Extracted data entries
=== Begin Enclosure ===

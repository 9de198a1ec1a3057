//! Text grammars of the three server replies that carry a payload.
//!
//! Each check receives the whole message text and answers whether it matches
//! exactly; none of them allocate.
//!
//! ```text
//! version  = "VERSION " nonzero *digit
//! data     = CMD " " 1*( lower / digit / "." ) " " CMD
//! base64   = "B64: " *b64char 0*2"=" ; total length of run and padding % 4 == 0
//! ```

use crate::protocol::message::{keywords, Command};

/// Maximum number of `=` padding characters after a base64 run
pub const MAX_B64_PADDING: usize = 2;

#[inline]
fn is_nonzero_digit(b: u8) -> bool {
    matches!(b, b'1'..=b'9')
}

/// Characters allowed in a `CMD data CMD` payload
#[inline]
pub fn is_data_char(b: u8) -> bool {
    matches!(b, b'a'..=b'z' | b'0'..=b'9' | b'.')
}

/// Characters of the standard base64 alphabet, padding excluded
#[inline]
pub fn is_base64_char(b: u8) -> bool {
    matches!(b, b'A'..=b'Z' | b'a'..=b'z' | b'0'..=b'9' | b'+' | b'/')
}

/// Length of the longest prefix of `bytes` whose bytes all satisfy `pred`
#[inline]
fn run_len(bytes: &[u8], pred: impl Fn(u8) -> bool) -> usize {
    bytes.iter().take_while(|&&b| pred(b)).count()
}

/// `VERSION n` where `n` is a positive decimal integer without leading zeros
pub fn is_version_reply(text: &str) -> bool {
    let Some(digits) = text.strip_prefix(keywords::VERSION_PREFIX) else {
        return false;
    };
    match digits.as_bytes().split_first() {
        Some((&first, rest)) => is_nonzero_digit(first) && rest.iter().all(u8::is_ascii_digit),
        None => false,
    }
}

/// `CMD data CMD` where both `CMD` tokens are the pending command's text
pub fn is_data_reply(text: &str, pending: Command) -> bool {
    let cmd = pending.as_str();
    let Some(rest) = text.strip_prefix(cmd).and_then(|r| r.strip_prefix(' ')) else {
        return false;
    };

    // Maximal data run; the character that stops it must be the separator.
    let data_len = run_len(rest.as_bytes(), is_data_char);
    if data_len == 0 {
        return false;
    }

    // data_len covers ASCII bytes only, so slicing here stays on a char boundary
    rest[data_len..]
        .strip_prefix(' ')
        .is_some_and(|trailer| trailer == cmd)
}

/// `B64: payload` with an aligned, optionally padded base64 payload
pub fn is_base64_reply(text: &str) -> bool {
    let Some(payload) = text.strip_prefix(keywords::B64_PREFIX) else {
        return false;
    };
    let bytes = payload.as_bytes();

    let run = run_len(bytes, is_base64_char);
    let padding = run_len(&bytes[run..], |b| b == b'=').min(MAX_B64_PADDING);
    let consumed = run + padding;

    consumed == bytes.len() && consumed % 4 == 0
}

#[cfg(test)]
mod tests {
    use super::*;

    #[test]
    fn test_character_classes() {
        for b in b'a'..=b'z' {
            assert!(is_data_char(b));
            assert!(is_base64_char(b));
        }
        for b in b'A'..=b'Z' {
            assert!(!is_data_char(b));
            assert!(is_base64_char(b));
        }
        for b in b'0'..=b'9' {
            assert!(is_data_char(b));
            assert!(is_base64_char(b));
        }
        assert!(is_data_char(b'.'));
        assert!(!is_base64_char(b'.'));
        assert!(is_base64_char(b'+') && is_base64_char(b'/'));
        assert!(!is_data_char(b'+') && !is_data_char(b'/'));
        assert!(!is_base64_char(b'=') && !is_data_char(b'='));
        assert!(!is_data_char(b' ') && !is_base64_char(b' '));
        assert!(!is_data_char(0) && !is_base64_char(0));
        assert!(!is_data_char(0xC3) && !is_base64_char(0xC3));
    }

    #[test]
    fn test_version_reply() {
        assert!(is_version_reply("VERSION 1"));
        assert!(is_version_reply("VERSION 2"));
        assert!(is_version_reply("VERSION 10"));
        assert!(is_version_reply("VERSION 9876543210"));

        assert!(!is_version_reply("VERSION 0"));
        assert!(!is_version_reply("VERSION 01"));
        assert!(!is_version_reply("VERSION 12a"));
        assert!(!is_version_reply("VERSION "));
        assert!(!is_version_reply("VERSION"));
        assert!(!is_version_reply("VERSION  1"));
        assert!(!is_version_reply("VERSION 1 "));
        assert!(!is_version_reply("VERSION -1"));
        assert!(!is_version_reply("version 1"));
        assert!(!is_version_reply("VERSION １"));
    }

    #[test]
    fn test_data_reply() {
        assert!(is_data_reply("GET_DATA a GET_DATA", Command::GetData));
        assert!(is_data_reply("GET_FILE file.txt GET_FILE", Command::GetFile));
        assert!(is_data_reply("GET_COMMAND ls.0 GET_COMMAND", Command::GetCommand));
        assert!(is_data_reply("GET_DATA ... GET_DATA", Command::GetData));

        assert!(!is_data_reply("GET_DATA a GET_FILE", Command::GetData));
        assert!(!is_data_reply("GET_FILE a GET_FILE", Command::GetData));
        assert!(!is_data_reply("GET_DATA A GET_DATA", Command::GetData));
        assert!(!is_data_reply("GET_DATA a b GET_DATA", Command::GetData));
        assert!(!is_data_reply("GET_DATA a  GET_DATA", Command::GetData));
        assert!(!is_data_reply("GET_DATA  a GET_DATA", Command::GetData));
        assert!(!is_data_reply("GET_DATA a GET_DATA ", Command::GetData));
        assert!(!is_data_reply("GET_DATA a GET_DATAX", Command::GetData));
        assert!(!is_data_reply("GET_DATAa GET_DATA", Command::GetData));
        assert!(!is_data_reply("GET_DATA a", Command::GetData));
        assert!(!is_data_reply("GET_DATA a ", Command::GetData));
        assert!(!is_data_reply("GET_DATA", Command::GetData));
        assert!(!is_data_reply("", Command::GetData));
    }

    #[test]
    fn test_data_reply_rejects_empty_data() {
        assert!(!is_data_reply("GET_DATA  GET_DATA", Command::GetData));
        assert!(!is_data_reply("GET_FILE  GET_FILE", Command::GetFile));
    }

    #[test]
    fn test_data_reply_non_ascii_after_run() {
        assert!(!is_data_reply("GET_DATA aé GET_DATA", Command::GetData));
        assert!(!is_data_reply("GET_DATA é GET_DATA", Command::GetData));
    }

    #[test]
    fn test_base64_reply() {
        assert!(is_base64_reply("B64: SGVsbG8="));
        assert!(is_base64_reply("B64: YWJjZA=="));
        assert!(is_base64_reply("B64: YWJj"));
        assert!(is_base64_reply("B64: a+/Z"));

        assert!(!is_base64_reply("B64: SGVsbG8"));
        assert!(!is_base64_reply("B64: YWJjZA="));
        assert!(!is_base64_reply("B64: YWJj="));
        assert!(!is_base64_reply("B64: YWJjZA== "));
        assert!(!is_base64_reply("B64: YW Jj"));
        assert!(!is_base64_reply("B64:  YWJj"));
        assert!(!is_base64_reply("B64:YWJj"));
        assert!(!is_base64_reply("b64: YWJj"));
        assert!(!is_base64_reply("B64: YW=J"));
        assert!(!is_base64_reply("B64: YWJj.A=="));
    }

    #[test]
    fn test_base64_zero_length_payload() {
        assert!(is_base64_reply("B64: "));
        assert!(!is_base64_reply("B64:"));
    }

    #[test]
    fn test_base64_padding_limits() {
        // two padding characters at most
        assert!(is_base64_reply("B64: YW=="));
        assert!(!is_base64_reply("B64: Y==="));
        assert!(!is_base64_reply("B64: YWJjZ==="));
        // padding alone
        assert!(!is_base64_reply("B64: =="));
        assert!(!is_base64_reply("B64: ===="));
    }
}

=== End Enclosure ===

:: TASK STATEMENT ::
Reproduce each line of the records in which "digits" appears.

:: TASK OUTPUT ::
    let Some(digits) = text.strip_prefix(keywords::VERSION_PREFIX) else {
    match digits.as_bytes().split_first() {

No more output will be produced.